→ WHAT NEEDS TO BE DONE
Every line with the string "name" must be copied from the entries below.

Saved data entries

[Start of section]

//! TUI application state.
//!
//! [`App`] owns the [`Navigator`] and the presentation-only state around it:
//! the file prompt, overlays, and the status line. Wizard rules live in the
//! navigator; this type only translates their outcomes into messages.

use super::export::{ExportFormat, export_report};
use crate::wizard::{Navigator, Screen, Transition, UploadedFile};
use chrono::{DateTime, Local};
use std::path::PathBuf;

/// Text prompt for the file reference on the home screen.
#[derive(Debug, Clone, Default)]
pub struct FileInput {
    /// Prompt has keyboard focus
    pub active: bool,
    pub buffer: String,
}

impl FileInput {
    pub fn push(&mut self, c: char) {
        self.buffer.push(c);
    }

    pub fn pop(&mut self) {
        self.buffer.pop();
    }

    pub fn clear(&mut self) {
        self.buffer.clear();
    }
}

/// Overlay visibility.
#[derive(Debug, Clone, Copy, Default)]
pub struct Overlays {
    pub show_help: bool,
    pub show_export: bool,
}

impl Overlays {
    pub const fn any_visible(&self) -> bool {
        self.show_help || self.show_export
    }

    pub fn close_all(&mut self) {
        self.show_help = false;
        self.show_export = false;
    }
}

/// Main application state
#[derive(Debug)]
pub struct App {
    pub(crate) navigator: Navigator,
    pub(crate) input: FileInput,
    pub(crate) overlays: Overlays,
    pub(crate) status_message: Option<String>,
    /// When true, the status message survives one extra keypress before clearing.
    pub(crate) status_sticky: bool,
    /// When the final report was reached
    pub(crate) report_generated_at: Option<DateTime<Local>>,
    pub(crate) export_dir: Option<PathBuf>,
    pub(crate) should_quit: bool,
    /// Animation tick counter
    pub(crate) tick: u64,
}

impl App {
    /// Create an app on the home screen with the prompt focused.
    #[must_use]
    pub fn new(navigator: Navigator) -> Self {
        Self {
            navigator,
            input: FileInput {
                active: true,
                buffer: String::new(),
            },
            overlays: Overlays::default(),
            status_message: None,
            status_sticky: false,
            report_generated_at: None,
            export_dir: None,
            should_quit: false,
            tick: 0,
        }
    }

    /// Directory for exported reports (working directory when unset).
    #[must_use]
    pub fn with_export_dir(mut self, dir: Option<PathBuf>) -> Self {
        self.export_dir = dir;
        self
    }

    /// Pre-select a file, as if typed into the prompt.
    #[must_use]
    pub fn with_file(mut self, input: &str) -> Self {
        if let Some(file) = UploadedFile::from_input(input) {
            self.select(file);
            self.input.active = false;
        }
        self
    }

    #[must_use]
    pub const fn navigator(&self) -> &Navigator {
        &self.navigator
    }

    #[must_use]
    pub const fn screen(&self) -> Screen {
        self.navigator.screen()
    }

    #[must_use]
    pub const fn should_quit(&self) -> bool {
        self.should_quit
    }

    #[must_use]
    pub fn status_message(&self) -> Option<&str> {
        self.status_message.as_deref()
    }

    /// Set a status message to display.
    pub fn set_status_message(&mut self, msg: impl Into<String>) {
        self.status_message = Some(msg.into());
    }

    /// Clear the status message.
    pub fn clear_status_message(&mut self) {
        if self.status_sticky {
            self.status_sticky = false;
        } else {
            self.status_message = None;
        }
    }

    pub fn quit(&mut self) {
        self.should_quit = true;
    }

    pub fn toggle_help(&mut self) {
        self.overlays.show_help = !self.overlays.show_help;
    }

    pub fn toggle_theme(&mut self) {
        let name = super::theme::toggle_theme();
        self.set_status_message(format!("Theme: {name}"));
    }

    // ------------------------------------------------------------------
    // Wizard actions
    // ------------------------------------------------------------------

    /// Select the file typed into the prompt. Blank input selects nothing.
    pub fn submit_file_input(&mut self) {
        let Some(file) = UploadedFile::from_input(&self.input.buffer) else {
            self.set_status_message("Enter a file path to select it");
            return;
        };
        self.select(file);
        self.input.clear();
        self.input.active = false;
    }

    fn select(&mut self, file: UploadedFile) {
        let advisory = !file.has_advertised_extension();
        let name = file.name();
        let transition = self.navigator.select_file(file);
        if self.apply(transition) {
            if advisory {
                self.set_status_message(format!(
                    "Selected {name} (not a listed format, accepted anyway)"
                ));
            } else {
                self.set_status_message(format!("Selected {name}"));
            }
        }
    }

    pub fn start_analysis(&mut self) {
        let transition = self.navigator.start_analysis();
        self.apply(transition);
    }

    pub fn advance(&mut self) {
        let transition = self.navigator.advance();
        if self.apply(transition) && self.screen() == Screen::Final {
            self.report_generated_at = Some(Local::now());
        }
    }

    pub fn cancel(&mut self) {
        let transition = self.navigator.cancel();
        if self.apply(transition) {
            self.back_home();
        }
    }

    pub fn restart(&mut self) {
        let transition = self.navigator.restart();
        if self.apply(transition) {
            self.back_home();
        }
    }

    pub fn reset(&mut self) {
        let transition = self.navigator.reset();
        self.apply(transition);
        self.back_home();
        self.set_status_message("Session reset");
    }

    fn back_home(&mut self) {
        self.input.clear();
        self.input.active = true;
        self.overlays.close_all();
        self.report_generated_at = None;
    }

    /// Show a blocked transition on the status line; true when state changed.
    fn apply(&mut self, transition: Transition) -> bool {
        match transition {
            Transition::Blocked(reason) => {
                self.set_status_message(reason.to_string());
                false
            }
            Transition::Moved { .. } | Transition::Updated => true,
        }
    }

    // ------------------------------------------------------------------
    // Export
    // ------------------------------------------------------------------

    pub fn open_export(&mut self) {
        if self.screen() == Screen::Final {
            self.overlays.show_export = true;
        } else {
            self.set_status_message("Export is available on the final report");
        }
    }

    pub fn export(&mut self, format: ExportFormat) {
        self.overlays.show_export = false;
        let document = self.navigator.uploaded_file().map(UploadedFile::name);
        let result = export_report(
            format,
            self.navigator.catalog(),
            document,
            self.export_dir.as_deref(),
        );
        if result.success {
            self.set_status_message(result.message);
            self.status_sticky = true;
        } else {
            self.set_status_message(format!("Export failed: {}", result.message));
        }
    }
}

#[cfg(test)]
mod tests {
    use super::*;
    use crate::model::Catalog;

    fn app() -> App {
        App::new(Navigator::new(Catalog::builtin()))
    }

    #[test]
    fn test_new_app_starts_home_with_prompt() {
        let app = app();
        assert_eq!(app.screen(), Screen::Home);
        assert!(app.input.active);
        assert!(!app.should_quit());
    }

    #[test]
    fn test_submit_blank_input_selects_nothing() {
        let mut app = app();
        app.input.buffer = "   ".to_string();
        app.submit_file_input();
        assert!(app.navigator().uploaded_file().is_none());
        assert!(app.input.active);
    }

    #[test]
    fn test_submit_file_then_start() {
        let mut app = app();
        app.input.buffer = "records/discharge.pdf".to_string();
        app.submit_file_input();
        assert_eq!(app.status_message(), Some("Selected discharge.pdf"));
        assert!(!app.input.active);

        app.start_analysis();
        assert_eq!(app.screen(), Screen::Layer);
    }

    #[test]
    fn test_unlisted_extension_is_advisory() {
        let app = app().with_file("scan.png");
        assert!(app.navigator().uploaded_file().is_some());
        assert!(app.status_message().unwrap_or("").contains("accepted anyway"));
    }

    #[test]
    fn test_start_without_file_reports_block() {
        let mut app = app();
        app.start_analysis();
        assert_eq!(app.screen(), Screen::Home);
        assert_eq!(
            app.status_message(),
            Some("Select a file before starting the analysis")
        );
    }

    #[test]
    fn test_reaching_final_stamps_report_time() {
        let mut app = app().with_file("a.json");
        app.start_analysis();
        for _ in 0..4 {
            app.advance();
        }
        assert_eq!(app.screen(), Screen::Final);
        assert!(app.report_generated_at.is_some());

        app.restart();
        assert_eq!(app.screen(), Screen::Home);
        assert!(app.report_generated_at.is_none());
        assert!(app.navigator().uploaded_file().is_none());
    }

    #[test]
    fn test_export_only_on_final() {
        let mut app = app();
        app.open_export();
        assert!(!app.overlays.show_export);
    }

    #[test]
    fn test_sticky_status_survives_one_clear() {
        let mut app = app();
        app.set_status_message("Exported");
        app.status_sticky = true;
        app.clear_status_message();
        assert_eq!(app.status_message(), Some("Exported"));
        app.clear_status_message();
        assert_eq!(app.status_message(), None);
    }
}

[End of section]

→ EXERCISE OUTPUT
        let name = super::theme::toggle_theme();
        self.set_status_message(format!("Theme: {name}"));
        let name = file.name();
                    "Selected {name} (not a listed format, accepted anyway)"
                self.set_status_message(format!("Selected {name}"));
        let document = self.navigator.uploaded_file().map(UploadedFile::name);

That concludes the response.